For others a plateau will occur when you have been on a restricted calorie diet for a given period of time. You've been doing well on a restricted eating plan, you've consistently had a negative calorie balance but now it seems you are at a calorie equilibrium. Let me attempt to quickly explain how this has happened.
Your body's metabolism is the rate at which it uses available energy. Your metabolism can be changed by a variety of factors but they are primarily hormonal and the change is often regulated by how you are treating your body. During a negative calorie balance (taking in fewer calories than you are using) your metabolism will slow down due to the fact that there is a decrease in energy.
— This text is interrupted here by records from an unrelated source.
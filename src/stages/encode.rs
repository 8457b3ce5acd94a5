/// Byte representation a sink writes for a payload
pub trait Encode {
    fn encode(&self, out: &mut Vec<u8>);
}

macro_rules! encode_le {
    ($($ty:ty),* $(,)?) => {
        $(
            impl Encode for $ty {
                fn encode(&self, out: &mut Vec<u8>) {
                    out.extend_from_slice(&self.to_le_bytes());
                }
            }
        )*
    };
}

encode_le!(i8, i16, i32, i64, u8, u16, u32, u64, f32, f64);

impl Encode for Vec<u8> {
    fn encode(&self, out: &mut Vec<u8>) {
        out.extend_from_slice(self);
    }
}

impl Encode for String {
    fn encode(&self, out: &mut Vec<u8>) {
        out.extend_from_slice(self.as_bytes());
    }
}

#[cfg(test)]
mod tests {
    use super::*;

    #[test]
    fn test_integers_are_little_endian() {
        let mut out = Vec::new();
        1i32.encode(&mut out);
        0x0102u16.encode(&mut out);
        assert_eq!(out, vec![1, 0, 0, 0, 0x02, 0x01]);
    }

    #[test]
    fn test_bytes_and_strings_copied_verbatim() {
        let mut out = Vec::new();
        vec![9u8, 8].encode(&mut out);
        String::from("ok").encode(&mut out);
        assert_eq!(out, vec![9, 8, b'o', b'k']);
    }
}
use std::error::Error;
use std::fmt::{self, Debug, Formatter};
use std::fs::{self, File, OpenOptions};
use std::io::{self, Write};
use std::path::{Path, PathBuf};
use std::sync::{Arc, Mutex, MutexGuard, PoisonError};

use chrono::prelude::*;

use crate::{roll, LogLevel, SinkConfig};

#[cfg(windows)]
pub const LINE_ENDING: &str = "\r\n";
#[cfg(not(windows))]
pub const LINE_ENDING: &str = "\n";

const TIMESTAMP_FORMAT: &str = "%d.%m.%Y %H:%M:%S";

/// Decides whether a category is logged at all. Consulted after the level check.
pub type CategoryFilter = Arc<dyn Fn(&str) -> bool + Send + Sync>;

/// A filter which enables every category.
pub fn all_categories() -> CategoryFilter {
    Arc::new(|_: &str| true)
}

#[derive(Debug, Clone, Copy)]
/// One log call. Only its rendered line outlives the call.
pub struct LogEvent<'a> {
    pub level: LogLevel,
    pub category: &'a str,
    /// The formatted message. A formatter is expected to have folded the error description in already.
    pub message: &'a str,
    pub error: Option<&'a (dyn Error + 'static)>,
}

impl<'a> LogEvent<'a> {
    #[inline]
    pub fn new(level: LogLevel, category: &'a str, message: &'a str) -> LogEvent<'a> {
        LogEvent {
            level,
            category,
            message,
            error: None,
        }
    }

    #[inline]
    pub fn with_error(mut self, error: &'a (dyn Error + 'static)) -> LogEvent<'a> {
        self.error = Some(error);
        self
    }
}

/// Anything that accepts level-gated, formatted log lines for one category.
pub trait Sink: Send + Sync {
    /// The category this sink was created for.
    fn category(&self) -> &str;

    /// Whether an event of `level` would be written. Has no side effects.
    fn is_enabled(&self, level: LogLevel) -> bool;

    /// Write the event if it is enabled. Errors are returned to the caller, never retried.
    fn append(&self, event: &LogEvent) -> io::Result<()>;
}

/// Render `[dd.MM.yyyy HH:mm:ss] [<level>] - <message>` followed by the line ending.
pub fn format_line(now: DateTime<Utc>, level: LogLevel, message: &str) -> String {
    format!("[{}] [{}] - {}{}", now.format(TIMESTAMP_FORMAT), level, message, LINE_ENDING)
}

#[derive(Debug)]
struct SinkState {
    current_file_path: PathBuf,
    current_file_size: u64,
    // the first write after construction always goes to the base file
    first_write: bool,
}

/// Appends log lines to the configured file and rolls over to `<base>_<N><ext>` once the
/// current file has reached the maximum size.
///
/// Every roll-over check, write and size update happens while holding one lock, so lines from
/// the same sink never interleave and appear in the order the lock was acquired.
pub struct RotatingFileSink {
    config: Arc<SinkConfig>,
    filter: CategoryFilter,
    category: String,
    state: Mutex<SinkState>,
}

impl Debug for RotatingFileSink {
    fn fmt(&self, f: &mut Formatter) -> fmt::Result {
        f.debug_struct("RotatingFileSink")
            .field("config", &self.config)
            .field("category", &self.category)
            .field("state", &self.state)
            .finish()
    }
}

impl RotatingFileSink {
    /// Create a sink for `category`. The log folder is created if it is missing, and the size of
    /// an existing base file is picked up, so appending resumes where a previous process stopped.
    pub fn new<S: Into<String>>(
        config: Arc<SinkConfig>,
        filter: CategoryFilter,
        category: S,
    ) -> io::Result<RotatingFileSink> {
        fs::create_dir_all(config.directory())?;

        let current_file_path = config.file_path().to_path_buf();

        let current_file_size = match fs::metadata(&current_file_path) {
            Ok(metadata) => metadata.len(),
            Err(ref err) if err.kind() == io::ErrorKind::NotFound => 0,
            Err(err) => return Err(err),
        };

        Ok(RotatingFileSink {
            config,
            filter,
            category: category.into(),
            state: Mutex::new(SinkState {
                current_file_path,
                current_file_size,
                first_write: true,
            }),
        })
    }

    pub fn config(&self) -> &SinkConfig {
        &self.config
    }

    /// The file the next write goes to, unless it triggers a roll-over.
    pub fn current_file_path(&self) -> PathBuf {
        self.lock_state().current_file_path.clone()
    }

    /// Bytes in the current file.
    pub fn current_file_size(&self) -> u64 {
        self.lock_state().current_file_size
    }

    /// The roll-over files which currently exist next to the base file, ordered by index.
    pub fn rolled_files(&self) -> io::Result<Vec<PathBuf>> {
        roll::rolled_files(
            self.config.directory(),
            self.config.base_name(),
            self.config.extension(),
        )
    }

    /// Append an already rendered line, rolling over first if the current file is full.
    ///
    /// The first write of a sink is not checked, so a base file which was already oversized when
    /// the sink was created receives one more line before the next write rolls over.
    pub fn write_line<S: AsRef<str>>(&self, line: S) -> io::Result<()> {
        let buf = line.as_ref().as_bytes();

        let mut state = self.lock_state();

        if state.first_write {
            state.first_write = false;
        } else if state.current_file_size >= self.config.max_file_size() {
            state.current_file_path = roll::next_available_path(
                self.config.directory(),
                self.config.base_name(),
                self.config.extension(),
            );
            state.current_file_size = 0;
        }

        let result =
            open_for_append(&state.current_file_path).and_then(|mut file| file.write_all(buf));

        match result {
            Ok(()) => {
                state.current_file_size += buf.len() as u64;

                Ok(())
            }
            Err(err) => {
                // a partial write may have landed
                let on_disk = fs::metadata(&state.current_file_path)
                    .ok()
                    .filter(|metadata| metadata.is_file())
                    .map(|metadata| metadata.len());

                if let Some(size) = on_disk {
                    state.current_file_size = size;
                }

                Err(err)
            }
        }
    }

    #[inline]
    fn lock_state(&self) -> MutexGuard<'_, SinkState> {
        self.state.lock().unwrap_or_else(PoisonError::into_inner)
    }
}

impl Sink for RotatingFileSink {
    #[inline]
    fn category(&self) -> &str {
        &self.category
    }

    fn is_enabled(&self, level: LogLevel) -> bool {
        if level < self.config.minimum_level() {
            return false;
        }

        (self.filter)(self.category.as_str())
    }

    fn append(&self, event: &LogEvent) -> io::Result<()> {
        if !self.is_enabled(event.level) {
            return Ok(());
        }

        self.write_line(format_line(Utc::now(), event.level, event.message))
    }
}

fn open_for_append(path: &Path) -> io::Result<File> {
    let mut options = OpenOptions::new();

    options.create(true).append(true);

    #[cfg(windows)]
    {
        use std::os::windows::fs::OpenOptionsExt;

        // no sharing while the line is written
        options.share_mode(0);
    }

    options.open(path)
}
//! Plugs a `SinkProvider` into the `log` facade. The record's target is used as the category.

use std::collections::HashMap;
use std::io;
use std::sync::{Arc, PoisonError, RwLock};

use log::{Metadata, Record, SetLoggerError};

use crate::{LogEvent, LogLevel, RotatingFileSinkProvider, Sink, SinkConfig, SinkProvider};

/// A `log::Log` implementation which asks its provider for one sink per target and keeps it.
pub struct FileLogger<P: SinkProvider> {
    provider: P,
    sinks: RwLock<HashMap<String, Arc<P::Sink>>>,
}

impl<P: SinkProvider> FileLogger<P> {
    pub fn new(provider: P) -> FileLogger<P> {
        FileLogger {
            provider,
            sinks: RwLock::new(HashMap::new()),
        }
    }

    pub fn provider(&self) -> &P {
        &self.provider
    }

    /// Get the sink of `category`, creating it on first use.
    pub fn sink(&self, category: &str) -> io::Result<Arc<P::Sink>> {
        {
            let sinks = self.sinks.read().unwrap_or_else(PoisonError::into_inner);

            if let Some(sink) = sinks.get(category) {
                return Ok(sink.clone());
            }
        }

        let mut sinks = self.sinks.write().unwrap_or_else(PoisonError::into_inner);

        // another thread may have won the race for the write lock
        if let Some(sink) = sinks.get(category) {
            return Ok(sink.clone());
        }

        let sink = Arc::new(self.provider.create_sink(category)?);

        sinks.insert(category.to_string(), sink.clone());

        Ok(sink)
    }
}

impl<P: SinkProvider + 'static> FileLogger<P> {
    /// Register this logger as the global `log` logger and raise the global max level to the
    /// provider's minimum level.
    pub fn install(self) -> Result<(), SetLoggerError> {
        let max_level = self.provider.minimum_level().to_level_filter();

        log::set_boxed_logger(Box::new(self))?;

        log::set_max_level(max_level);

        Ok(())
    }
}

impl<P: SinkProvider> log::Log for FileLogger<P> {
    fn enabled(&self, metadata: &Metadata) -> bool {
        let level = LogLevel::from(metadata.level());

        if level < self.provider.minimum_level() {
            return false;
        }

        self.provider.is_category_enabled(metadata.target())
    }

    fn log(&self, record: &Record) {
        let level = LogLevel::from(record.level());

        if level < self.provider.minimum_level() {
            return;
        }

        let sink = match self.sink(record.target()) {
            Ok(sink) => sink,
            Err(err) => {
                eprintln!("Cannot create the log sink of `{}`: {}", record.target(), err);
                return;
            }
        };

        let message = record.args().to_string();

        // the sink must not log its own failures
        if let Err(err) = sink.append(&LogEvent::new(level, record.target(), &message)) {
            eprintln!("Cannot write the log of `{}`: {}", record.target(), err);
        }
    }

    fn flush(&self) {}
}

/// Log every category to a rotating file through the `log` facade.
pub fn init(config: SinkConfig) -> Result<(), SetLoggerError> {
    FileLogger::new(RotatingFileSinkProvider::new(config)).install()
}
use std::error::Error;
use std::fmt::{Display, Error as FmtError, Formatter};
use std::io;
use std::path::{Path, PathBuf};

use path_absolutize::*;

use crate::LogLevel;

/// The default threshold of a log file, 10 MiB.
pub const DEFAULT_MAX_FILE_SIZE: u64 = 10 * 1024 * 1024;

#[derive(Debug)]
pub enum SinkConfigError {
    /// A log file path needs to end with a UTF-8 file name. Wrap the absolutized log file.
    NoFileName(PathBuf),
    /// A log file cannot be a directory. Wrap the absolutized log file.
    FileIsDirectory(PathBuf),
    /// std::io::Error.
    IOError(io::Error),
}

impl Display for SinkConfigError {
    #[inline]
    fn fmt(&self, f: &mut Formatter) -> Result<(), FmtError> {
        match self {
            SinkConfigError::NoFileName(path) => {
                f.write_fmt(format_args!(
                    "A log file path needs to end with a UTF-8 file name. The path is `{}`.",
                    path.to_string_lossy()
                ))
            }
            SinkConfigError::FileIsDirectory(path) => {
                f.write_fmt(format_args!(
                    "A log file cannot be a directory. The path of that file is `{}`.",
                    path.to_string_lossy()
                ))
            }
            SinkConfigError::IOError(err) => Display::fmt(err, f),
        }
    }
}

impl Error for SinkConfigError {
    fn source(&self) -> Option<&(dyn Error + 'static)> {
        match self {
            SinkConfigError::IOError(err) => Some(err),
            _ => None,
        }
    }
}

impl From<io::Error> for SinkConfigError {
    #[inline]
    fn from(err: io::Error) -> Self {
        SinkConfigError::IOError(err)
    }
}

#[derive(Debug, Clone)]
/// To build a SinkConfig instance.
pub struct SinkConfigBuilder<P: AsRef<Path>> {
    file_path: P,
    max_file_size: u64,
    minimum_level: LogLevel,
}

impl<P: AsRef<Path>> SinkConfigBuilder<P> {
    /// Create a new SinkConfigBuilder.
    pub fn new(file_path: P) -> SinkConfigBuilder<P> {
        SinkConfigBuilder {
            file_path,
            max_file_size: DEFAULT_MAX_FILE_SIZE,
            minimum_level: LogLevel::default(),
        }
    }

    pub fn file_path(&self) -> &P {
        &self.file_path
    }

    /// The size in bytes at which the next write goes to a new file.
    pub fn max_file_size(&self) -> u64 {
        self.max_file_size
    }

    pub fn minimum_level(&self) -> LogLevel {
        self.minimum_level
    }

    /// The size in bytes at which the next write goes to a new file. With `0`, every write after
    /// the first one goes to a new file.
    pub fn set_max_file_size(&mut self, max_file_size: u64) -> &mut Self {
        self.max_file_size = max_file_size;
        self
    }

    pub fn set_minimum_level(&mut self, minimum_level: LogLevel) -> &mut Self {
        self.minimum_level = minimum_level;
        self
    }

    /// Validate the settings and build a new SinkConfig. Nothing is created on disk.
    pub fn build(self) -> Result<SinkConfig, SinkConfigError> {
        let file_path = self.file_path.as_ref().absolutize()?.into_owned();

        if file_path.is_dir() {
            return Err(SinkConfigError::FileIsDirectory(file_path));
        }

        let file_name = match file_path.file_name().and_then(|name| name.to_str()) {
            Some(name) => name.to_string(),
            None => return Err(SinkConfigError::NoFileName(file_path)),
        };

        let directory = match file_path.parent() {
            Some(parent) => parent.to_path_buf(),
            None => return Err(SinkConfigError::NoFileName(file_path)),
        };

        let file_name_point_index = match file_name.rfind('.') {
            Some(index) => index,
            None => file_name.len(),
        };

        Ok(SinkConfig {
            file_path,
            directory,
            file_name,
            file_name_point_index,
            max_file_size: self.max_file_size,
            minimum_level: self.minimum_level,
        })
    }
}

#[derive(Debug, Clone, PartialEq, Eq)]
/// Immutable settings shared by every sink a provider creates.
pub struct SinkConfig {
    file_path: PathBuf,
    directory: PathBuf,
    file_name: String,
    file_name_point_index: usize,
    max_file_size: u64,
    minimum_level: LogLevel,
}

impl SinkConfig {
    /// Create a new SinkConfigBuilder.
    pub fn builder<P: AsRef<Path>>(file_path: P) -> SinkConfigBuilder<P> {
        SinkConfigBuilder::new(file_path)
    }

    /// The absolutized base log file. It is always the first file written to.
    pub fn file_path(&self) -> &Path {
        &self.file_path
    }

    pub fn directory(&self) -> &Path {
        &self.directory
    }

    /// The file name without its extension, e.g. `app` for `app.log`.
    pub fn base_name(&self) -> &str {
        &self.file_name[..self.file_name_point_index]
    }

    /// The extension including its leading dot, e.g. `.log`. Empty if there is none.
    pub fn extension(&self) -> &str {
        &self.file_name[self.file_name_point_index..]
    }

    pub fn max_file_size(&self) -> u64 {
        self.max_file_size
    }

    pub fn minimum_level(&self) -> LogLevel {
        self.minimum_level
    }
}
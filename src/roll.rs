//! Naming of roll-over files.
//!
//! A base file `app.log` rolls over to `app_0.log`, `app_1.log`, and so on, in the same folder.
//! No counter is stored anywhere. The next name is found by probing the disk, so numbering
//! continues from the first gap after a restart and existing files are never overwritten.

use std::io;
use std::path::{Path, PathBuf};

use regex::Regex;

#[inline]
fn rolled_file_name(base_name: &str, index: u64, extension: &str) -> String {
    format!("{}_{}{}", base_name, index, extension)
}

/// Find the lowest-indexed `<base_name>_<N><extension>` in `directory` which does not exist yet.
///
/// Nothing is created. The cost grows with the number of existing roll-over files.
pub fn next_available_path<D: AsRef<Path>>(
    directory: D,
    base_name: &str,
    extension: &str,
) -> PathBuf {
    let directory = directory.as_ref();

    let mut index = 0;

    loop {
        let path = directory.join(rolled_file_name(base_name, index, extension));

        if !path.exists() {
            return path;
        }

        index += 1;
    }
}

/// List the existing roll-over files of `<base_name><extension>` in `directory`, ordered by index.
pub fn rolled_files<D: AsRef<Path>>(
    directory: D,
    base_name: &str,
    extension: &str,
) -> io::Result<Vec<PathBuf>> {
    let re = Regex::new(&format!(
        "^{}_([0-9]+){}$",
        regex::escape(base_name),
        regex::escape(extension)
    ))
    .map_err(|err| io::Error::new(io::ErrorKind::InvalidInput, err.to_string()))?;

    let mut indexed_files = Vec::new();

    for entry in directory.as_ref().read_dir()?.filter_map(|entry| entry.ok()) {
        let path = entry.path();

        if !path.is_file() {
            continue;
        }

        let index = match path.file_name().and_then(|name| name.to_str()) {
            Some(name) => {
                match re.captures(name).and_then(|c| c.get(1)) {
                    Some(m) => {
                        match m.as_str().parse::<u64>() {
                            Ok(index) => index,
                            Err(_) => continue,
                        }
                    }
                    None => continue,
                }
            }
            None => continue,
        };

        indexed_files.push((index, path));
    }

    indexed_files.sort_unstable_by_key(|(index, _)| *index);

    Ok(indexed_files.into_iter().map(|(_, path)| path).collect())
}
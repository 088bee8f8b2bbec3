/*!
# Rotating File Sink
Appends log lines to a file and rolls over to numbered files by size.

Each line looks like `[dd.MM.yyyy HH:mm:ss] [<level>] - <message>`, with the time in UTC. Once the
current file has reached the maximum size, the next line goes to the lowest-numbered
`<base>_<N><ext>` which does not exist yet, in the same folder. The un-suffixed base file is
always the first file used.

## Example

```rust
use rotating_file_sink::*;

use std::fs;
use std::path::Path;

let test_folder = Path::new("tests").join("out").join("sink-example");

let _ = fs::remove_dir_all(&test_folder);

let mut builder = SinkConfig::builder(test_folder.join("app.log"));

builder.set_max_file_size(100).set_minimum_level(LogLevel::Information);

let provider = RotatingFileSinkProvider::new(builder.build().unwrap());

{
    let sink = provider.create_sink("orders").unwrap();

    sink.append(&LogEvent::new(LogLevel::Debug, "orders", "Ignored.")).unwrap();

    sink.append(&LogEvent::new(LogLevel::Information, "orders", "Order received.")).unwrap();
    sink.append(&LogEvent::new(LogLevel::Warning, "orders", "Order delayed.")).unwrap();

    // both lines are in `app.log`, which is now over 100 bytes
    sink.append(&LogEvent::new(LogLevel::Information, "orders", "Order shipped.")).unwrap();

    assert_eq!(provider.config().directory().join("app_0.log"), sink.current_file_path());
}

fs::remove_dir_all(test_folder).unwrap();
```

To route the `log` macros into rotating files, build a `FileLogger` around a provider and
`install` it, or call `init` with a `SinkConfig`.
*/

mod config;
mod console;
mod log_level;
mod logger;
mod provider;
pub mod roll;
mod sink;

pub use config::*;
pub use console::*;
pub use log_level::*;
pub use logger::*;
pub use provider::*;
pub use sink::*;
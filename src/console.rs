use std::io::{self, Write};
use std::sync::Arc;

use chrono::prelude::*;

use crate::{all_categories, format_line, CategoryFilter, LogEvent, LogLevel, Sink, SinkProvider};

#[derive(Debug, Clone, Copy, PartialEq, Eq)]
/// Which standard stream a `ConsoleSink` writes to.
pub enum Tee {
    /// To stdout.
    Stdout,
    /// To stderr.
    Stderr,
}

/// Writes the same lines as `RotatingFileSink`, but to stdout or stderr and without rotation.
pub struct ConsoleSink {
    tee: Tee,
    minimum_level: LogLevel,
    filter: CategoryFilter,
    category: String,
}

impl ConsoleSink {
    pub fn tee(&self) -> Tee {
        self.tee
    }
}

impl Sink for ConsoleSink {
    #[inline]
    fn category(&self) -> &str {
        &self.category
    }

    fn is_enabled(&self, level: LogLevel) -> bool {
        level >= self.minimum_level && (self.filter)(self.category.as_str())
    }

    fn append(&self, event: &LogEvent) -> io::Result<()> {
        if !self.is_enabled(event.level) {
            return Ok(());
        }

        let line = format_line(Utc::now(), event.level, event.message);

        match self.tee {
            Tee::Stdout => io::stdout().lock().write_all(line.as_bytes()),
            Tee::Stderr => io::stderr().lock().write_all(line.as_bytes()),
        }
    }
}

#[derive(Clone)]
/// Creates one `ConsoleSink` per category.
pub struct ConsoleSinkProvider {
    tee: Tee,
    minimum_level: LogLevel,
    filter: CategoryFilter,
}

impl ConsoleSinkProvider {
    pub fn new(tee: Tee, minimum_level: LogLevel) -> ConsoleSinkProvider {
        ConsoleSinkProvider {
            tee,
            minimum_level,
            filter: all_categories(),
        }
    }

    pub fn set_filter<F>(&mut self, filter: F) -> &mut Self
    where
        F: Fn(&str) -> bool + Send + Sync + 'static, {
        self.filter = Arc::new(filter);
        self
    }
}

impl SinkProvider for ConsoleSinkProvider {
    type Sink = ConsoleSink;

    #[inline]
    fn minimum_level(&self) -> LogLevel {
        self.minimum_level
    }

    #[inline]
    fn is_category_enabled(&self, category: &str) -> bool {
        (self.filter)(category)
    }

    fn create_sink(&self, category: &str) -> io::Result<ConsoleSink> {
        Ok(ConsoleSink {
            tee: self.tee,
            minimum_level: self.minimum_level,
            filter: self.filter.clone(),
            category: category.to_string(),
        })
    }
}
//! Configuration management commands.

use std::fs;

use anyhow::{bail, Result};

use super::{ConfigArgs, ConfigCommand};
use crate::config::generate_default_config;
use crate::context::Context;

/// Run the config command.
pub fn run(args: ConfigArgs, ctx: &Context) -> Result<()> {
    match args.command {
        ConfigCommand::Show => show_config(ctx),
        ConfigCommand::Init { force } => init_config(force, ctx),
    }
}

fn show_config(ctx: &Context) -> Result<()> {
    if ctx.output.is_json() {
        ctx.output.json(&ctx.config);
        return Ok(());
    }

    ctx.output.header("Current Configuration");

    match &ctx.config_path {
        Some(path) => ctx.output.kv("file", &path.display().to_string()),
        None => ctx.output.kv("file", "(defaults)"),
    }
    ctx.output.kv("store", &ctx.store_path.display().to_string());
    ctx.output.kv("storage_key", &ctx.config.storage_key);
    ctx.output.kv("currency", ctx.config.currency.code());
    ctx.output.kv(
        "on_write_failure",
        &format!("{:?}", ctx.config.on_write_failure).to_lowercase(),
    );

    Ok(())
}

fn init_config(force: bool, ctx: &Context) -> Result<()> {
    let config_path = ctx.cwd.join("atelier.toml");

    if config_path.exists() && !force {
        bail!(
            "Config file already exists: {}. Use --force to overwrite.",
            config_path.display()
        );
    }

    fs::write(&config_path, generate_default_config())?;

    ctx.output.success(&format!("Created: {}", config_path.display()));

    Ok(())
}
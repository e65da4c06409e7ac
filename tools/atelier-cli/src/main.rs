//! Atelier CLI - Command line host for the storefront cart.
//!
//! Commands:
//! - `atelier add` - Add one unit of an item to the cart
//! - `atelier show` - List the items in the cart
//! - `atelier count` - Print the cart badge count
//! - `atelier summary` - Print the checkout summary
//! - `atelier clear` - Empty the cart
//! - `atelier config` - Manage configuration

mod commands;
mod config;
mod context;
mod output;

use anyhow::Result;
use clap::{Parser, Subcommand};
use tracing_subscriber::{layer::SubscriberExt, util::SubscriberInitExt};

use commands::{AddArgs, ClearArgs, ConfigArgs};

/// Atelier CLI - Manage the storefront shopping cart
#[derive(Parser)]
#[command(name = "atelier")]
#[command(author, version, about, long_about = None)]
#[command(propagate_version = true)]
struct Cli {
    /// Enable verbose output
    #[arg(short, long, global = true)]
    verbose: bool,

    /// Use JSON output format
    #[arg(long, global = true)]
    json: bool,

    /// Config file path
    #[arg(short, long, global = true)]
    config: Option<String>,

    /// Storage file holding the cart
    #[arg(long, global = true, default_value = context::DEFAULT_STORE_PATH)]
    store: String,

    #[command(subcommand)]
    command: Commands,
}

#[derive(Subcommand)]
enum Commands {
    /// Add one unit of an item to the cart
    Add(AddArgs),

    /// List the items in the cart
    Show,

    /// Print the total number of items (the cart badge)
    Count,

    /// Print the checkout summary
    Summary,

    /// Remove everything from the cart
    Clear(ClearArgs),

    /// Manage configuration
    Config(ConfigArgs),
}

/// Install the log subscriber. Logs go to stderr so command output stays clean.
fn init_tracing(verbose: bool, json: bool) {
    // Matches by target prefix, so this also covers atelier_commerce and atelier_cache.
    let default_filter = if verbose { "atelier=debug" } else { "atelier=info" };
    let env_filter = tracing_subscriber::EnvFilter::try_from_default_env()
        .unwrap_or_else(|_| default_filter.into());

    let json_layer = json.then(|| {
        tracing_subscriber::fmt::layer()
            .json()
            .flatten_event(true)
            .with_writer(std::io::stderr)
    });
    let text_layer = (!json).then(|| {
        tracing_subscriber::fmt::layer()
            .with_target(verbose)
            .with_writer(std::io::stderr)
    });

    tracing_subscriber::registry()
        .with(env_filter)
        .with(json_layer)
        .with(text_layer)
        .init();
}

fn main() -> Result<()> {
    let cli = Cli::parse();

    init_tracing(cli.verbose, cli.json);

    // Setup output formatting
    let output = output::Output::new(cli.json);

    // Load config
    let ctx = match context::Context::load(cli.config.as_deref(), &cli.store, output.clone()) {
        Ok(ctx) => ctx,
        Err(e) => {
            output.error(&format!("{:#}", e));
            std::process::exit(1);
        }
    };

    // Execute command
    let result = match cli.command {
        Commands::Add(args) => commands::cart::add(args, &ctx),
        Commands::Show => commands::cart::show(&ctx),
        Commands::Count => commands::cart::count(&ctx),
        Commands::Summary => commands::cart::summary(&ctx),
        Commands::Clear(args) => commands::cart::clear(args, &ctx),
        Commands::Config(args) => commands::config::run(args, &ctx),
    };

    if let Err(e) = result {
        ctx.output.error(&format!("{:#}", e));
        std::process::exit(1);
    }

    Ok(())
}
It's simply a cause and effect situation.
What most people do once they reach a point of calorie equilibrium, or plateau, is they simply decrease their calories even further. This may work. However, you will eventually reach a point where you are not taking in many calories at all. Many people reach the point to where they aren't bringing in enough calories to get through the day. At this point, your muscle breaks down, your bones break down and you feel sluggish and tired.
But there is HOPE...plateau's can be stopped dead in their tracks with on thing...CHANGE. No not that political type of change! I'm talking about changing your eating habits or changing your exercise program. This is why we change up our Hi-5 FitCamp every 4 weeks. Because it is just enough time to allow our body to adapt to the stress imposed on it, but not so long that we get stagnant and plateau. Keep moving UPWARD and ONWARD toward the goal!
Your eating habits need change too. And here are 5 ways you can change your eating habits to avoid the plateau.
- Have a scheduled cheat day. Don't go overboard eating everything in sight. But eat the foods you want and eat until you are content, not stuffed. If you want the steak...EAT THE STEAK! If you want dessert, EAT DESSERT! Just don't make it an everyday occurrence and be sure to eat well the other 6 days of the week!
- Involve more fruits and veggies into your diet. Fruits and veggies are known to speed up metabolism, and there are some that have a dramatic effect on metabolism!!
- Change your macronutrient ratio. Fats, Carbs and Proteins are macronutrients. Take a look at your plate and see what percentage each nutrient comprises. Most people are around 60:20:20 (Carb:Fat:Protein). So change it up to where you have a 40:30:30 profile for 2 weeks. Eat more protein, fewer carbs and more healthy fats. Set up a Caloriecount.com profile and it will do this for you when you use the food journal!!
- Switch to full fat dairy for breakfast foods! Research from the University of Alabama shows that they type of food you eat in the morning dictates what your primary fuel source will be for the day. So if you have a higher fat breakfast, your body will use more fat during the day!
- Split up your meals. If you are eating 3-4 meals per day, split them up to 6-7. This way you are increasing your Thermic Effect of Feeding (TEF). TEF is the calorice cost of digesting and absorbing food. Eat more frequently and you use this metabolic booster to your advantage!